Someone else is being a dickwad lately: Obama and a supporter of his, comedian Bernie Mac. Lisa K is just plain mad about this. Gina brings the context:
Most Black women know that the standard fare for African American comedians is anti-Black woman attacks. It is always acceptable to make us the butt of their jokes. They usually get a pass however by the Black community, because the people they are insulting are Black women and nobody really cares about us anyway. No Black woman is immune from the anti-Black woman musing of these Black comedians, not even a potential Black First Lady, afterall, she’s a Black woman, and nobody really cares about us anyway. The only people that get into hot water for disparaging Black women are White people.

[...]Let’s be clear, Bernie Mac didn’t get shouted down because of his sexism, he got shouted down because he embarrassed Barack Obama. Sexism and misogyny by Black entertainers is permitted and even rewarded. It was refreshing to see someone confront it, whatever the reason. They were right, implying that Black women are inherently unsuitable to serve as First Lady of the United States of America is not funny to me.


I am avoiding most threads about this one; my fee-fees, they are slighted. (Yeah, pass me a hanky). But ultimately I'm reminded of Obama's early ties to gay-bashing preachers - something that put me off a lot at the time but later became a 'teachable moment', and also a tool with which to extract promises and declarations of tolerance. (Promises. Declarations. Yeah.)

My fee-fees. But get down to blood and bone and there's something that matters far more; Iraq, and the continuing and consistent commitment to getting out. A commitment to not continuing, or repeating, such massive bloodshed and extortion. I'm going to c/p from a MoveOn mailing here, even though I hate their tone, because it has all the important bits in it:

Iraqis want U.S. Troops out. No one was expecting Iraqi Prime Minister Nouri al-Maliki to speak up in favor of withdrawal—after all, he's close with the Bush administration. But with elections in Iraq coming up, and a great majority of Iraqis opposed to a prolonged U.S. occupation, Maliki can't afford to toe the Bush line. So he's surprised everyone by standing up this week for a timetable for troop withdrawals and a date certain to end the war. The LA Times headline reads, "Iraqi prime minister advocates withdrawal timeline."

As a result, the "endless war agreement" Bush has been pushing fell through. Since January, hundreds of thousands of us pushed Congress to stand up to President Bush's proposed treaty with Iraq, which would have tied the next President's hands and made it much harder to get out. This week, the Washington Post reported that that agreement has fallen through—Iraqi leaders are putting their feet down and demanding a much shorter agreement.

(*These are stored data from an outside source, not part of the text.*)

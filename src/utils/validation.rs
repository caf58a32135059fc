// file: src/utils/validation.rs
// description: up-front checks on the repo id list and sync root arguments
// reference: input validation patterns

use crate::error::{AuditError, Result};
use std::fs;
use std::path::Path;

pub struct Validator;

impl Validator {
    /// The id list must be a readable regular file (symlinks are resolved).
    pub fn validate_repo_ids_file(path: &Path) -> Result<()> {
        let metadata = fs::metadata(path).map_err(|e| AuditError::file_operation(path, e))?;

        if !metadata.is_file() {
            return Err(AuditError::Validation(format!(
                "Repo id list must be a file of namespace/repo lines: {}",
                path.display()
            )));
        }

        Ok(())
    }

    pub fn validate_sync_root(path: &Path) -> Result<()> {
        let metadata = fs::metadata(path).map_err(|e| AuditError::file_operation(path, e))?;

        if !metadata.is_dir() {
            return Err(AuditError::Validation(format!(
                "Sync root must be a directory of namespace/repo folders: {}",
                path.display()
            )));
        }

        Ok(())
    }
}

And now even the Pentagon is considering faster timelines. According to reporter Michael Hirsh at Newsweek, "a forthcoming Pentagon-sponsored report" will recommend a big drawdown of troops—suggesting "that U.S. forces be reduced to as few as 50,000 by the spring of 2009, down from about 150,000 now."

In other words, it's now clear: Most Americans are for a timeline, and so are most Iraqis. And even experts in the Pentagon agree.

For his part, Barack Obama is using these developments to hammer home the point that John McCain and President Bush are now isolated in their resistance to any kind of timeline for withdrawal. He wrote an Op-Ed in the New York Times yesterday that reaffirmed his commitment to a timeline that would have all combat troops out of Iraq in 16 months.

It concludes, "Unlike Senator McCain, I would make it absolutely clear that we seek no presence in Iraq similar to our permanent bases in South Korea. . . [F]or far too long, those responsible for the greatest strategic blunder in the recent history of American foreign policy have ignored useful debate in favor of making false charges about flip-flops and surrender. It's not going to work this time. It's time to end this war."


They added a thing Obama said today:

George Bush and John McCain don't have a strategy for success in Iraq—they have a strategy for staying in Iraq. They said we couldn't leave when violence was up, they say we can't leave when violence is down. They refuse to press the Iraqis to make tough choices, and they label any timetable to redeploy our troops "surrender," even though we would be turning Iraq over to a sovereign Iraqi government—not to a terrorist enemy. Theirs is an endless focus on tactics inside Iraq, with no consideration of our strategy to face threats beyond Iraq's borders.